Exercise material Block Start
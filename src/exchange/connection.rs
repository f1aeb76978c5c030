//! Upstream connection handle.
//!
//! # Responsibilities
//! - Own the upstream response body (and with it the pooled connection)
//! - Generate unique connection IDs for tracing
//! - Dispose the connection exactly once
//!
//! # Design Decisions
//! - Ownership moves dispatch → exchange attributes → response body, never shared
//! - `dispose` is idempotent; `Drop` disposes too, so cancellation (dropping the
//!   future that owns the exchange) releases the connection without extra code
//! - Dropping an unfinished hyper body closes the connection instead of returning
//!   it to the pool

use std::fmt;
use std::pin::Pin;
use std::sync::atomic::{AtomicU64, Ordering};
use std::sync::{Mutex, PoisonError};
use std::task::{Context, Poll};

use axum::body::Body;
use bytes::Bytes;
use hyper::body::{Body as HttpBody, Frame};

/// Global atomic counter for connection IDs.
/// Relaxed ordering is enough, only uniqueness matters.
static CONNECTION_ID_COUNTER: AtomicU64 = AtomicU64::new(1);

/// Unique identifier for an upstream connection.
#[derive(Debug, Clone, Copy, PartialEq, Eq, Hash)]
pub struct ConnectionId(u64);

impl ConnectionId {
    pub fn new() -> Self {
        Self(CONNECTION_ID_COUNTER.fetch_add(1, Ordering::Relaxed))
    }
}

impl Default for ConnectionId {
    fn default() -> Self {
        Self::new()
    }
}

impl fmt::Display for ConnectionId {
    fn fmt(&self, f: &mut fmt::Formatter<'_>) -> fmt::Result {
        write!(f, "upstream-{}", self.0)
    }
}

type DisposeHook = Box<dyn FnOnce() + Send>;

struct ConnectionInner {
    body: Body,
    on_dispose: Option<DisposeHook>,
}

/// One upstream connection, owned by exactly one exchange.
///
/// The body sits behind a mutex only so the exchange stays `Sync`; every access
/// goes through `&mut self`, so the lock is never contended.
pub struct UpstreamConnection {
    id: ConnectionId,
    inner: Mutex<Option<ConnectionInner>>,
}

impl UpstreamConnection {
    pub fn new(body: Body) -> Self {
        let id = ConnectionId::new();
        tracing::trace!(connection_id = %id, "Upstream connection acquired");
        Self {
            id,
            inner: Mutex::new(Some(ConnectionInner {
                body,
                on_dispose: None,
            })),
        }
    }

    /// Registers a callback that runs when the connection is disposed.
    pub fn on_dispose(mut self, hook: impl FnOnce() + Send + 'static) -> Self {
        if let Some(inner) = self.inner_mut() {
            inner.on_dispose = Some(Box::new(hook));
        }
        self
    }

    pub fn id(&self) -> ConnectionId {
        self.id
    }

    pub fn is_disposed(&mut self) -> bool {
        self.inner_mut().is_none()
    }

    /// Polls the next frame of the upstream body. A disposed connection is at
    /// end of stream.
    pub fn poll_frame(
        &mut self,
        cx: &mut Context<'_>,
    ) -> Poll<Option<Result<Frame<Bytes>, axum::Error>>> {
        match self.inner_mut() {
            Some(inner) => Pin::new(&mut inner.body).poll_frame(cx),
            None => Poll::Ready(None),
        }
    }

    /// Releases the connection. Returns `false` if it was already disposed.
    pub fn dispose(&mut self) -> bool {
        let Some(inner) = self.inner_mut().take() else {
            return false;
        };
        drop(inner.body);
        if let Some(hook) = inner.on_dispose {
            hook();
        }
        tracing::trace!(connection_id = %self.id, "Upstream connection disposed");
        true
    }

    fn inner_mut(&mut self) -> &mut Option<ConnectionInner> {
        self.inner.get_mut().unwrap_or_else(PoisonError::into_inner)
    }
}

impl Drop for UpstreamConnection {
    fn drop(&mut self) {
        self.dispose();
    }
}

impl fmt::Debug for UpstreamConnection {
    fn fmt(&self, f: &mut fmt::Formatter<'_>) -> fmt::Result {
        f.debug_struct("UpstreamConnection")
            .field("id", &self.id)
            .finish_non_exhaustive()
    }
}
Exercise material Block End
Exercise material Block Start
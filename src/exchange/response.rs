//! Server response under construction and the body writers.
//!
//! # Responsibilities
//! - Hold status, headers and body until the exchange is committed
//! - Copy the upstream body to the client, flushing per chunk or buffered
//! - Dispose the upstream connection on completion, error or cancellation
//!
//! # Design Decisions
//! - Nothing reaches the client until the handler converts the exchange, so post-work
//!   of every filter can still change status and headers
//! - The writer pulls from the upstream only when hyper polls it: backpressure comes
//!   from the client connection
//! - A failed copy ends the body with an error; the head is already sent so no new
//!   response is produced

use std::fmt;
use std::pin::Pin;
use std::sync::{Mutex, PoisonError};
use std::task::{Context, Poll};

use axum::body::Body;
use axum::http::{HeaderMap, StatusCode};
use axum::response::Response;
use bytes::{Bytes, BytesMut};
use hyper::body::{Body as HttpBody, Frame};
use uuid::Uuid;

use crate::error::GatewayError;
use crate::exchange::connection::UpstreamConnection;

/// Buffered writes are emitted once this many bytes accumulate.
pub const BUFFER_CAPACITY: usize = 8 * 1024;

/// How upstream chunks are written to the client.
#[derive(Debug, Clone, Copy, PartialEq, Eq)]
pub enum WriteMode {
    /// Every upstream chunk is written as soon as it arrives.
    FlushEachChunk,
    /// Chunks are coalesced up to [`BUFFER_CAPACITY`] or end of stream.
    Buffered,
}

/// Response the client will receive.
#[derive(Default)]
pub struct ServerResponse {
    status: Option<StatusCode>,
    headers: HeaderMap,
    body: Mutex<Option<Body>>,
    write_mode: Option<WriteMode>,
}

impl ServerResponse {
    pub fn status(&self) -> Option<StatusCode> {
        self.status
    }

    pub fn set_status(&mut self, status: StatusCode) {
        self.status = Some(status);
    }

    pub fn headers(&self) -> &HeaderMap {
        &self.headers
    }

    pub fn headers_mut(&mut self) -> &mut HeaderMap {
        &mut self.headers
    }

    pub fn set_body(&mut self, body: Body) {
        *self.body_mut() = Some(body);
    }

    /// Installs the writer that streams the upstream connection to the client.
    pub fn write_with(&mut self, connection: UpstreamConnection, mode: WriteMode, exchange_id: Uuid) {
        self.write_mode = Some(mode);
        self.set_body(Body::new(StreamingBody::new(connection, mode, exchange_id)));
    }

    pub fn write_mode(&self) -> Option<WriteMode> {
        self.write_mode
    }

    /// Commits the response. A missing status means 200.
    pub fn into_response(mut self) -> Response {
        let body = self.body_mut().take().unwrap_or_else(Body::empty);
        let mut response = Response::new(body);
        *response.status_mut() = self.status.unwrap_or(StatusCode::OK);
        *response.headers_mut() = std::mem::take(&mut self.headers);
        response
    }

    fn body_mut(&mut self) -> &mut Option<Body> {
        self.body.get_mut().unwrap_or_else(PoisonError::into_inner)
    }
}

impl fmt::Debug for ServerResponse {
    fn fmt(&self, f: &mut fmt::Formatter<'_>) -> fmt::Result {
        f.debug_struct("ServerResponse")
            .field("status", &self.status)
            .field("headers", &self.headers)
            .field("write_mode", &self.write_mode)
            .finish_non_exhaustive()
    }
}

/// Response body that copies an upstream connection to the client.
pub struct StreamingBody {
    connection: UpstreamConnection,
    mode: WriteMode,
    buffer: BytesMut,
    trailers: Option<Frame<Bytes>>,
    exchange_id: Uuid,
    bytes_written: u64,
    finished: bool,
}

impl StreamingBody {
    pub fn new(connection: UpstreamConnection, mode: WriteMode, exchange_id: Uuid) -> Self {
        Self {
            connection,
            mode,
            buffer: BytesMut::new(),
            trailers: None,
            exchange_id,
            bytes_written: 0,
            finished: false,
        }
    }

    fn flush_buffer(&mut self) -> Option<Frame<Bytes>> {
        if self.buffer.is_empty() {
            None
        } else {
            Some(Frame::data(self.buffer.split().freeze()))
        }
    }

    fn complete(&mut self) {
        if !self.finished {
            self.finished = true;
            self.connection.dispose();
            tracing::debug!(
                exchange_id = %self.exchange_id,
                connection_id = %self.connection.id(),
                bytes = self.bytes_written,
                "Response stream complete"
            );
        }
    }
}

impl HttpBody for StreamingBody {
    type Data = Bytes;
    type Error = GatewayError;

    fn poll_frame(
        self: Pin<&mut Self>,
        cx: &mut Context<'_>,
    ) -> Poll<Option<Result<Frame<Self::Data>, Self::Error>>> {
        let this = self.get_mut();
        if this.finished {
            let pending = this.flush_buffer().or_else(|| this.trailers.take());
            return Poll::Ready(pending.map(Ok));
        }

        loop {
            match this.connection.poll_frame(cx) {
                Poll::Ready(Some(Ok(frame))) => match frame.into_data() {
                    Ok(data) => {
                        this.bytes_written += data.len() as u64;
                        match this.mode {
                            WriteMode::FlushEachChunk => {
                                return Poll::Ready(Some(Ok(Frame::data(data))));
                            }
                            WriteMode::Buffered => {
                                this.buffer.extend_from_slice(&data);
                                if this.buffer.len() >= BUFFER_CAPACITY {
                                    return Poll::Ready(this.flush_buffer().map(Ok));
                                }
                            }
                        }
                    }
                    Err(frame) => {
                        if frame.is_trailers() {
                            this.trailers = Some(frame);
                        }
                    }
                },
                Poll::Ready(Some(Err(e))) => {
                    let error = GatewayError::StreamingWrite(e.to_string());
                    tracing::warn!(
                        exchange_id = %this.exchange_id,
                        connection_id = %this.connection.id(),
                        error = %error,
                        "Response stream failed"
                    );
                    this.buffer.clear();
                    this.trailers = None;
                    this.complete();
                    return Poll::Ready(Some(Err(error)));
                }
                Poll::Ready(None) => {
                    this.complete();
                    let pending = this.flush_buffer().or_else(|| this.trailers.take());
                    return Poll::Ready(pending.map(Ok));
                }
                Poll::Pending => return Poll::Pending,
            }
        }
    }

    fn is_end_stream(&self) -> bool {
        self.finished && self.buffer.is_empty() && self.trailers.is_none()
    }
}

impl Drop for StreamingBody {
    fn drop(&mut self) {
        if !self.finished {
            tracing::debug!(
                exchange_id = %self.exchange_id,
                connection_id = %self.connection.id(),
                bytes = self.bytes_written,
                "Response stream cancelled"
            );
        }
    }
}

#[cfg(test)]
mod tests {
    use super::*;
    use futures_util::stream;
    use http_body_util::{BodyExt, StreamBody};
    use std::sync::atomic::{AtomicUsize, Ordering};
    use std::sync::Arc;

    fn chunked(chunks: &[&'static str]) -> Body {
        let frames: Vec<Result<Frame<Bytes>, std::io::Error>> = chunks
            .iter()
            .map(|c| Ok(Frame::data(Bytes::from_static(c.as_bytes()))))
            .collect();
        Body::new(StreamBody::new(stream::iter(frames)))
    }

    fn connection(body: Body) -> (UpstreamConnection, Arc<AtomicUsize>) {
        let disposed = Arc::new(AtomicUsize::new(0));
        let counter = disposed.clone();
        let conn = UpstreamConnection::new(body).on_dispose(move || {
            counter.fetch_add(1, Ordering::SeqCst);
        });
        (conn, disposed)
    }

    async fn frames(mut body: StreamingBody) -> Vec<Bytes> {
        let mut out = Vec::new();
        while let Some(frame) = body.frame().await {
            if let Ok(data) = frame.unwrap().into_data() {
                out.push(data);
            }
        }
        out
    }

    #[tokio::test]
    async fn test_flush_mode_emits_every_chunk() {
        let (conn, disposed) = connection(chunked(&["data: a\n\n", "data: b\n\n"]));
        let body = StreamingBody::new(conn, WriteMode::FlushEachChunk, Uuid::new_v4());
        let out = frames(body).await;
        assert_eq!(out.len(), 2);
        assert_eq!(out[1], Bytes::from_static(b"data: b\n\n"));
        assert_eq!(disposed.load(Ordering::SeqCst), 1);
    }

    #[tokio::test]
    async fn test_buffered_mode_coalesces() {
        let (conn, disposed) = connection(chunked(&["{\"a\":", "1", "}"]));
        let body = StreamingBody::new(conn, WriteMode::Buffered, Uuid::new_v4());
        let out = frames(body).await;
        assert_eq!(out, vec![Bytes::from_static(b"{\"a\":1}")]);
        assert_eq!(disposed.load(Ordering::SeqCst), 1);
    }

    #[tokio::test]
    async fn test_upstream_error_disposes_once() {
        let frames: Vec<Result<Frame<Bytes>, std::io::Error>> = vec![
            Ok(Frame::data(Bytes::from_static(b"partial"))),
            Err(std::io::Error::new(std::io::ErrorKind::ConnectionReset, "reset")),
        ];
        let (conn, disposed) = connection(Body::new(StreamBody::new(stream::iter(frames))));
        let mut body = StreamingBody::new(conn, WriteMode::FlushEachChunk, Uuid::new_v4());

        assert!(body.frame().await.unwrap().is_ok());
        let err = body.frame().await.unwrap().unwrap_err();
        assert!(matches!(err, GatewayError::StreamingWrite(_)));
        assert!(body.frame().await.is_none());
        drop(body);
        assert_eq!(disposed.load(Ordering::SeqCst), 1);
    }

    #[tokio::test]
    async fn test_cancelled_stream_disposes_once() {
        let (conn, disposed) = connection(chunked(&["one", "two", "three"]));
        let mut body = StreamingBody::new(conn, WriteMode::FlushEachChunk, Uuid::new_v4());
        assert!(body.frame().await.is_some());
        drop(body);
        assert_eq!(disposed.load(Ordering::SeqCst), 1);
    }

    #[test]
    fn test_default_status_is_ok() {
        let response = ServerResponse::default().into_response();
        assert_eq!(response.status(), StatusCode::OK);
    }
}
Exercise material Block End
**Work request:** Everything in the material above from the line that has "pub fn headers_mut(&mut" through the line that has "exchange_id: Uuid) ->" must be duplicated exactly, with no other lines given.

**Solution:**
    pub fn headers_mut(&mut self) -> &mut HeaderMap {
        &mut self.headers
    }

    pub fn set_body(&mut self, body: Body) {
        *self.body_mut() = Some(body);
    }

    /// Installs the writer that streams the upstream connection to the client.
    pub fn write_with(&mut self, connection: UpstreamConnection, mode: WriteMode, exchange_id: Uuid) {
        self.write_mode = Some(mode);
        self.set_body(Body::new(StreamingBody::new(connection, mode, exchange_id)));
    }

    pub fn write_mode(&self) -> Option<WriteMode> {
        self.write_mode
    }

    /// Commits the response. A missing status means 200.
    pub fn into_response(mut self) -> Response {
        let body = self.body_mut().take().unwrap_or_else(Body::empty);
        let mut response = Response::new(body);
        *response.status_mut() = self.status.unwrap_or(StatusCode::OK);
        *response.headers_mut() = std::mem::take(&mut self.headers);
        response
    }

    fn body_mut(&mut self) -> &mut Option<Body> {
        self.body.get_mut().unwrap_or_else(PoisonError::into_inner)
    }
}

impl fmt::Debug for ServerResponse {
    fn fmt(&self, f: &mut fmt::Formatter<'_>) -> fmt::Result {
        f.debug_struct("ServerResponse")
            .field("status", &self.status)
            .field("headers", &self.headers)
            .field("write_mode", &self.write_mode)
            .finish_non_exhaustive()
    }
}

/// Response body that copies an upstream connection to the client.
pub struct StreamingBody {
    connection: UpstreamConnection,
    mode: WriteMode,
    buffer: BytesMut,
    trailers: Option<Frame<Bytes>>,
    exchange_id: Uuid,
    bytes_written: u64,
    finished: bool,
}

impl StreamingBody {
    pub fn new(connection: UpstreamConnection, mode: WriteMode, exchange_id: Uuid) -> Self {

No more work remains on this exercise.